Thiamethoxam, Imidacloprid, Clothianidin – der Einsatz von Insektiziden, die diese Wirkstoffe enthalten, ist in der EU weitgehend verboten. Diese sogenannten Neonikotinoide sind laut Studien stark giftig etwa für Bienen, sodass Herstellerfirmen wie Syngenta oder Bayer mit ihren Klagen gegen das Verbot krachend scheiterten.

Die EU-Kommission hält die Umweltauswirkungen für so gravierend, dass sie sogar weiterreichende Regeln aufstellen will: Mitgliedstaaten sollen bald nicht einmal mehr Nahrungsmittel importieren dürfen, die Spuren von Thiamethoxam oder Clothianidin enthalten.

Gleichzeitig werden die Mittel auch in Europa weiter hergestellt – und Tausende Tonnen davon exportiert. Insbesondere an Staaten, die im Verdacht stehen, die Verwendung nur lax zu kontrollieren.

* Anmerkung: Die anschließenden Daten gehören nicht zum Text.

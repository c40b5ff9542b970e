//! Pre-mutation file backups with bounded per-file retention (§4.10).

use std::path::{Path, PathBuf};

use chrono::Utc;

use crate::model::SnapshotRecord;

#[derive(Debug, Default, serde::Serialize, serde::Deserialize)]
struct Manifest {
    snapshots: Vec<SnapshotRecord>,
}

pub struct ConfigSnapshotter {
    snapshot_dir: PathBuf,
    manifest_path: PathBuf,
    max_per_file: usize,
}

impl ConfigSnapshotter {
    pub fn new(snapshot_dir: impl Into<PathBuf>, max_per_file: usize) -> Self {
        let snapshot_dir = snapshot_dir.into();
        let manifest_path = snapshot_dir.join("manifest.json");
        Self {
            snapshot_dir,
            manifest_path,
            max_per_file,
        }
    }

    fn load_manifest(&self) -> Manifest {
        std::fs::read(&self.manifest_path)
            .ok()
            .and_then(|b| serde_json::from_slice(&b).ok())
            .unwrap_or_default()
    }

    fn save_manifest(&self, manifest: &Manifest) -> std::io::Result<()> {
        std::fs::create_dir_all(&self.snapshot_dir)?;
        let bytes = serde_json::to_vec_pretty(manifest).unwrap_or_default();
        std::fs::write(&self.manifest_path, bytes)
    }

    /// Snapshot `file_path` before a mutation. Returns the snapshot path, or
    /// `None` if the source file does not exist or the copy failed.
    pub fn snapshot_before_mutation(
        &self,
        file_path: &Path,
        reason: &str,
        app_name: &str,
    ) -> Option<PathBuf> {
        if !file_path.exists() {
            return None;
        }
        std::fs::create_dir_all(&self.snapshot_dir).ok()?;

        let basename = file_path.file_name()?.to_string_lossy().to_string();
        let timestamp = Utc::now();
        let snapshot_name = format!("{}.{}.bak", basename, timestamp.format("%Y%m%d_%H%M%S"));
        let snapshot_path = self.snapshot_dir.join(&snapshot_name);

        std::fs::copy(file_path, &snapshot_path).ok()?;
        let size_bytes = std::fs::metadata(file_path).map(|m| m.len()).unwrap_or(0);

        let mut manifest = self.load_manifest();
        manifest.snapshots.push(SnapshotRecord {
            file: basename.clone(),
            original_path: file_path
                .canonicalize()
                .unwrap_or_else(|_| file_path.to_path_buf())
                .to_string_lossy()
                .to_string(),
            snapshot_name,
            snapshot_path: snapshot_path.to_string_lossy().to_string(),
            timestamp,
            reason: reason.to_string(),
            app: app_name.to_string(),
            size_bytes,
        });

        self.prune(&mut manifest, &basename);
        self.save_manifest(&manifest).ok()?;
        Some(snapshot_path)
    }

    fn prune(&self, manifest: &mut Manifest, basename: &str) {
        let indices: Vec<usize> = manifest
            .snapshots
            .iter()
            .enumerate()
            .filter(|(_, s)| s.file == basename)
            .map(|(i, _)| i)
            .collect();

        if indices.len() <= self.max_per_file {
            return;
        }

        let to_remove_count = indices.len() - self.max_per_file;
        let to_remove: Vec<usize> = indices.into_iter().take(to_remove_count).collect();

        for &i in &to_remove {
            let _ = std::fs::remove_file(&manifest.snapshots[i].snapshot_path);
        }
        let mut kept = Vec::with_capacity(manifest.snapshots.len() - to_remove.len());
        for (i, s) in manifest.snapshots.drain(..).enumerate() {
            if !to_remove.contains(&i) {
                kept.push(s);
            }
        }
        manifest.snapshots = kept;
    }

    /// Restore a file from a snapshot (default: most recent), first
    /// snapshotting the current state so the restore is itself reversible.
    pub fn restore_snapshot(&self, file_basename: &str, index: Option<i64>) -> anyhow::Result<()> {
        let manifest = self.load_manifest();
        let matching: Vec<&SnapshotRecord> = manifest
            .snapshots
            .iter()
            .filter(|s| s.file == file_basename)
            .collect();

        if matching.is_empty() {
            anyhow::bail!("no snapshots found for {}", file_basename);
        }

        let idx = index.unwrap_or(-1);
        let chosen = if idx < 0 {
            let pos = matching.len() as i64 + idx;
            matching.get(pos as usize)
        } else {
            matching.get(idx as usize)
        }
        .ok_or_else(|| anyhow::anyhow!("snapshot index {} out of range", idx))?;

        let snapshot_path = PathBuf::from(&chosen.snapshot_path);
        if !snapshot_path.exists() {
            anyhow::bail!("snapshot file missing: {}", chosen.snapshot_path);
        }

        let original_path = PathBuf::from(&chosen.original_path);
        self.snapshot_before_mutation(&original_path, "pre-restore backup", "ConfigSnapshot");

        std::fs::copy(&snapshot_path, &original_path)?;
        Ok(())
    }

    pub fn list_snapshots(&self, file_filter: Option<&str>) -> Vec<SnapshotRecord> {
        let manifest = self.load_manifest();
        manifest
            .snapshots
            .into_iter()
            .filter(|s| file_filter.map(|f| s.file == f).unwrap_or(true))
            .collect()
    }
}

#[cfg(test)]
mod tests {
    use super::*;
    use std::io::Write;

    fn write_file(path: &Path, content: &str) {
        let mut f = std::fs::File::create(path).unwrap();
        f.write_all(content.as_bytes()).unwrap();
    }

    #[test]
    fn snapshot_then_restore_round_trips() {
        let dir = tempfile::tempdir().unwrap();
        let snap_dir = dir.path().join(".config_snapshots");
        let target = dir.path().join("server.toml");
        write_file(&target, "original content");

        let snapper = ConfigSnapshotter::new(&snap_dir, 10);
        snapper.snapshot_before_mutation(&target, "update", "app").unwrap();

        write_file(&target, "mutated content");
        snapper.restore_snapshot("server.toml", None).unwrap();

        let restored = std::fs::read_to_string(&target).unwrap();
        assert_eq!(restored, "original content");

        // Restore itself created one additional snapshot of the pre-restore state.
        let snapshots = snapper.list_snapshots(Some("server.toml"));
        assert_eq!(snapshots.len(), 2);
        assert_eq!(snapshots[1].reason, "pre-restore backup");
    }

    #[test]
    fn retention_prunes_oldest_first() {
        let dir = tempfile::tempdir().unwrap();
        let snap_dir = dir.path().join(".config_snapshots");
        let target = dir.path().join("server.toml");
        let snapper = ConfigSnapshotter::new(&snap_dir, 3);

        for i in 0..6 {
            write_file(&target, &format!("content {}", i));
            snapper.snapshot_before_mutation(&target, "auto", "app").unwrap();
            std::thread::sleep(std::time::Duration::from_millis(5));
        }

        let snapshots = snapper.list_snapshots(Some("server.toml"));
        assert_eq!(snapshots.len(), 3);
        for s in &snapshots {
            assert!(PathBuf::from(&s.snapshot_path).exists());
        }
    }

    #[test]
    fn missing_file_returns_none() {
        let dir = tempfile::tempdir().unwrap();
        let snapper = ConfigSnapshotter::new(dir.path().join(".snap"), 10);
        let result = snapper.snapshot_before_mutation(
            &dir.path().join("does-not-exist.toml"),
            "r",
            "app",
        );
        assert!(result.is_none());
    }
}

Das zeigen Berichte der Schweizer Menschenrechtsorganisation »Public Eye« und »Unearthed«, einem Rechercheableger von Greenpeace Großbritannien, die dem SPIEGEL vorliegen.

Worum geht es?

Die sogenannten Neonikotinoide sind chemisch dem Nikotin ähnlich und so konzipiert, dass sie Insekten töten, indem sie ihr zentrales Nervensystem angreifen und mit sehr niedrigen Dosen Lähmung und Tod verursachen.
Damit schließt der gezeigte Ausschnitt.